Crowhurst ~ No Life to Live

“A double LP and the 19th album of 2012”?!!!  At first glance, one can’t help but think, “that’s too much”.  But No Life to Live is a rather special excursion for Jay Gambit, whose very name connotes this sort of project.  On this album, the noise/drone artist is joined by a host of friends from bands such as Yuggoth, Opacities and Rosy Palms, and the presence of field recordings, mandolin and electronics does much to expand the sonic palette.  A depressive nature is apparent in the title (previous titles include “There Is No Hope Here”, “Nothingness” and “Empty Rooms”), but the sounds are so intriguing that the tone is better described as claustrophobic.

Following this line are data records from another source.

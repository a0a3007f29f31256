//! Client configuration

use std::time::Duration;

/// Default backend URL
pub const DEFAULT_API_URL: &str = "http://localhost:3000";

/// Default poll interval (ms)
pub const DEFAULT_POLL_INTERVAL_MS: u64 = 3000;

/// Backend connection settings
///
/// # Environment
///
/// | Variable | Default | Meaning |
/// |----------|---------|---------|
/// | SIREST_API_URL | http://localhost:3000 | Backend base URL (requests go to `<url>/api/...`) |
/// | SIREST_ANON_TOKEN | (none) | Public bearer token used before login |
/// | SIREST_POLL_INTERVAL_MS | 3000 | Poller tick |
/// | SIREST_REQUEST_TIMEOUT_MS | (none) | Per-request timeout; unset means no timeout |
#[derive(Debug, Clone, PartialEq, Eq)]
pub struct ClientConfig {
    /// Backend base URL, without the `/api` suffix
    pub base_url: String,
    /// Public anonymous token sent when no session exists
    pub anon_token: Option<String>,
    pub poll_interval: Duration,
    pub request_timeout: Option<Duration>,
}

impl ClientConfig {
    pub fn new(base_url: impl Into<String>) -> Self {
        Self {
            base_url: base_url.into().trim_end_matches('/').to_string(),
            anon_token: None,
            poll_interval: Duration::from_millis(DEFAULT_POLL_INTERVAL_MS),
            request_timeout: None,
        }
    }

    /// Load from environment variables (a `.env` file is read first if present).
    pub fn from_env() -> Self {
        let _ = dotenv::dotenv();
        let mut config =
            Self::new(std::env::var("SIREST_API_URL").unwrap_or_else(|_| DEFAULT_API_URL.into()));
        config.anon_token = std::env::var("SIREST_ANON_TOKEN")
            .ok()
            .filter(|t| !t.trim().is_empty());
        config.poll_interval = Duration::from_millis(
            std::env::var("SIREST_POLL_INTERVAL_MS")
                .ok()
                .and_then(|v| v.parse().ok())
                .filter(|ms| *ms > 0)
                .unwrap_or(DEFAULT_POLL_INTERVAL_MS),
        );
        config.request_timeout = std::env::var("SIREST_REQUEST_TIMEOUT_MS")
            .ok()
            .and_then(|v| v.parse().ok())
            .map(Duration::from_millis);
        config
    }

    pub fn with_anon_token(mut self, token: impl Into<String>) -> Self {
        self.anon_token = Some(token.into());
        self
    }

    pub fn with_poll_interval(mut self, interval: Duration) -> Self {
        self.poll_interval = interval;
        self
    }

    pub fn with_timeout(mut self, timeout: Duration) -> Self {
        self.request_timeout = Some(timeout);
        self
    }

    /// `<base_url>/api/<endpoint>`
    pub fn endpoint_url(&self, endpoint: &str) -> String {
        format!("{}/api/{}", self.base_url, endpoint.trim_start_matches('/'))
    }
}

impl Default for ClientConfig {
    fn default() -> Self {
        Self::new(DEFAULT_API_URL)
    }
}

#[cfg(test)]
mod tests {
    use super::*;

    #[test]
    fn test_endpoint_url() {
        let config = ClientConfig::new("http://pos.local:3000/");
        assert_eq!(config.endpoint_url("orders"), "http://pos.local:3000/api/orders");
        assert_eq!(config.endpoint_url("/orders/o1"), "http://pos.local:3000/api/orders/o1");
    }

    #[test]
    fn test_defaults() {
        let config = ClientConfig::default();
        assert_eq!(config.poll_interval, Duration::from_millis(3000));
        assert!(config.request_timeout.is_none());
        assert!(config.anon_token.is_none());
    }
}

As might be expected from a release of this length and an artist of this prolific nature, the album is somewhat sprawling.  With no apparent editor, the artist is free to exercise every indulgence.  This means two tracks in the 20-minute range, “How to Burn a Book” and the title track.  Of these, the first is more successful; the second is marred at the very end by a too-obvious sample.  In music, doom is best portrayed by sound, which lends itself well to open interpretation.  Go for the jugular (in this case, the sounds of a whining boy intercut with a narrator speaking about having sex with God) and one risks self-parody.  Better to pound a listener into submission, as demonstrated by the astonishing “All the Children Are Asleep And Dreaming”, an unrelenting, ferocious, ten-minute-long blast of unfiltered aggression.  All the levels are in the red for this one, which is pure sonic nirvana.  The longer, more restrained tracks could have used a generous serving of such violence.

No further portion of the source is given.